* [GIVEN RECORDS]
=== Begin Enclosure ===
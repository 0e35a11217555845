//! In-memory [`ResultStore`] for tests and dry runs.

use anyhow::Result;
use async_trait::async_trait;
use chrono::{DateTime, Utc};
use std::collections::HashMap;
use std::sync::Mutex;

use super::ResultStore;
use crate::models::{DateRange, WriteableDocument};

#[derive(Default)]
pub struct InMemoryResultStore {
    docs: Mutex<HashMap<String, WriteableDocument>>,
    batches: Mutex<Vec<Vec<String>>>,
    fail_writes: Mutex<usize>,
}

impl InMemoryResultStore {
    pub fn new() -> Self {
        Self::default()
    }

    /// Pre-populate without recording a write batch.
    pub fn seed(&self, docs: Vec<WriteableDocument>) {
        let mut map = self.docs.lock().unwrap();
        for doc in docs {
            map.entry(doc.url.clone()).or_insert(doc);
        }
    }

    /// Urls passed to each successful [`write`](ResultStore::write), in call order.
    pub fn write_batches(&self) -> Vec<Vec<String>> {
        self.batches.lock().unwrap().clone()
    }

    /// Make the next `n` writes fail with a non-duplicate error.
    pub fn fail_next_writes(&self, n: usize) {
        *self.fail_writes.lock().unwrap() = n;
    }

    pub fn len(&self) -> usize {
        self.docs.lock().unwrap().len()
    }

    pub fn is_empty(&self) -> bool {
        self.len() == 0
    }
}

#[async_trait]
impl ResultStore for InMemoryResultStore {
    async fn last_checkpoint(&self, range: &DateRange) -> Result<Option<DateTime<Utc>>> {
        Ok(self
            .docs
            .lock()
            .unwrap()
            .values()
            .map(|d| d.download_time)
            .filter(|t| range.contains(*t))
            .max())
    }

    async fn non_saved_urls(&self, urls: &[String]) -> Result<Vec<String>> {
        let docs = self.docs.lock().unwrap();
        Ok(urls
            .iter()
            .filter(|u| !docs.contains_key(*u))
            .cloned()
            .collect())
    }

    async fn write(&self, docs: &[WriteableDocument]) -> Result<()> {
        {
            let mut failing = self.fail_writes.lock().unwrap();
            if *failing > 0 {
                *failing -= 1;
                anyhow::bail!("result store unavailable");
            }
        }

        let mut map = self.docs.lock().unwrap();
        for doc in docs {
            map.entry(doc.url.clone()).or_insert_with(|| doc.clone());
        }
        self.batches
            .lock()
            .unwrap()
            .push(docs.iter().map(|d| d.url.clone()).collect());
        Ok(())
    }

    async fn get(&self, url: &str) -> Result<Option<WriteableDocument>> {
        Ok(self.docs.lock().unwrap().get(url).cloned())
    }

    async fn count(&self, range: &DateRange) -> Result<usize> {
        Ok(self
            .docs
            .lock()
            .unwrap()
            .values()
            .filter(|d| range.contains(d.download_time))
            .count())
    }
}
=== End Enclosure ===
* [PROBLEM DESCRIPTION] Among the records, find the lines that contain "DateRange" and copy each of them.

* [RESPONSE BELOW]
use crate::models::{DateRange, WriteableDocument};
    async fn last_checkpoint(&self, range: &DateRange) -> Result<Option<DateTime<Utc>>> {
    async fn count(&self, range: &DateRange) -> Result<usize> {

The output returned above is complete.